#### TASK OBJECTIVE
Your answer is a copy of every line in the records where "Option" appears.

#### THE RECORDS
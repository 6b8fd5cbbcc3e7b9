//! The reading record and its device/location metadata.
//!
//! A [`Reading`] is immutable once constructed. The anomaly engine consumes
//! a baseline reading by value and returns a (possibly mutated) replacement;
//! after that the record is owned by the batch buffer until the storage
//! writer persists it.

use chrono::{DateTime, Utc};
use serde::{Deserialize, Serialize};

use crate::enums::AnomalyKind;

// ---------------------------------------------------------------------------
// Status codes
// ---------------------------------------------------------------------------

/// Well-known values for the `status_code` column.
pub mod status_codes {
    /// The sensor reported a normal reading.
    pub const OK: u16 = 0;
    /// The sensor failed to report (missing-data episodes).
    pub const FAULT: u16 = 1;
}

// ---------------------------------------------------------------------------
// Device metadata
// ---------------------------------------------------------------------------

/// Static device metadata carried on every reading.
#[derive(Debug, Clone, PartialEq, Eq, Serialize, Deserialize)]
pub struct DeviceInfo {
    /// Device manufacturer name.
    pub manufacturer: String,
    /// Device model designation.
    pub model: String,
    /// Installed firmware version string.
    pub firmware_version: String,
    /// Unit serial number.
    pub serial_number: String,
}

/// The (manufacturer, firmware) pairing used to scale anomaly probability.
///
/// Immutable and supplied at startup; the anomaly engine looks up its
/// probability multipliers from configuration tables keyed by these two
/// strings.
#[derive(Debug, Clone, PartialEq, Eq, Serialize, Deserialize)]
pub struct DeviceProfile {
    /// Manufacturer name, matched against the manufacturer modifier table.
    pub manufacturer: String,
    /// Firmware version string, matched against the firmware modifier table.
    pub firmware_version: String,
}

impl DeviceProfile {
    /// Extract the profile from full device metadata.
    pub fn from_device(device: &DeviceInfo) -> Self {
        Self {
            manufacturer: device.manufacturer.clone(),
            firmware_version: device.firmware_version.clone(),
        }
    }
}

// ---------------------------------------------------------------------------
// Location metadata
// ---------------------------------------------------------------------------

/// Static location metadata carried on every reading.
#[derive(Debug, Clone, PartialEq, Serialize, Deserialize)]
pub struct LocationInfo {
    /// Human-readable site name.
    pub site: String,
    /// Site latitude in decimal degrees.
    pub latitude: f64,
    /// Site longitude in decimal degrees.
    pub longitude: f64,
    /// IANA timezone name of the site.
    pub timezone: String,
}

// ---------------------------------------------------------------------------
// Reading
// ---------------------------------------------------------------------------

/// One synthetic sensor reading.
///
/// Metric fields are `Option<f64>` so a missing-data episode can null them
/// while the record itself (timestamp, identity, metadata) is still
/// persisted. `anomaly_flag` and `anomaly_type` are set by the anomaly
/// engine; a baseline reading carries `false` / `None`.
#[derive(Debug, Clone, PartialEq, Serialize, Deserialize)]
pub struct Reading {
    /// Generation timestamp (UTC). Persisted as RFC 3339 text.
    pub timestamp: DateTime<Utc>,
    /// Identifier of the sensor stream that produced this reading.
    pub sensor_id: String,
    /// Ambient temperature in degrees Celsius.
    pub temperature: Option<f64>,
    /// Relative humidity in percent.
    pub humidity: Option<f64>,
    /// Barometric pressure in hectopascals.
    pub pressure: Option<f64>,
    /// Supply voltage in volts.
    pub voltage: Option<f64>,
    /// Sensor status code (see [`status_codes`]).
    pub status_code: u16,
    /// Whether this reading was mutated by the anomaly engine.
    pub anomaly_flag: bool,
    /// The kind of mutation applied, when `anomaly_flag` is set.
    pub anomaly_type: Option<AnomalyKind>,
    /// Static device metadata.
    pub device: DeviceInfo,
    /// Static location metadata.
    pub location: LocationInfo,
}

impl Reading {
    /// Apply a closure to each present metric value in place.
    ///
    /// Used by the anomaly engine for transformations that act uniformly
    /// across channels (spike offsets, noise inflation). Metrics already
    /// `None` are left untouched.
    pub fn map_metrics(&mut self, mut f: impl FnMut(crate::enums::Metric, f64) -> f64) {
        if let Some(v) = self.temperature {
            self.temperature = Some(f(crate::enums::Metric::Temperature, v));
        }
        if let Some(v) = self.humidity {
            self.humidity = Some(f(crate::enums::Metric::Humidity, v));
        }
        if let Some(v) = self.pressure {
            self.pressure = Some(f(crate::enums::Metric::Pressure, v));
        }
        if let Some(v) = self.voltage {
            self.voltage = Some(f(crate::enums::Metric::Voltage, v));
        }
    }

    /// Null out every metric field (missing-data episodes).
    pub fn clear_metrics(&mut self) {
        self.temperature = None;
        self.humidity = None;
        self.pressure = None;
        self.voltage = None;
    }

    /// Read a metric channel by enum value.
    pub const fn metric(&self, metric: crate::enums::Metric) -> Option<f64> {
        match metric {
            crate::enums::Metric::Temperature => self.temperature,
            crate::enums::Metric::Humidity => self.humidity,
            crate::enums::Metric::Pressure => self.pressure,
            crate::enums::Metric::Voltage => self.voltage,
        }
    }
}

#### WRITTEN REPLY
/// Metric fields are `Option<f64>` so a missing-data episode can null them
    pub temperature: Option<f64>,
    pub humidity: Option<f64>,
    pub pressure: Option<f64>,
    pub voltage: Option<f64>,
    pub anomaly_type: Option<AnomalyKind>,
    pub const fn metric(&self, metric: crate::enums::Metric) -> Option<f64> {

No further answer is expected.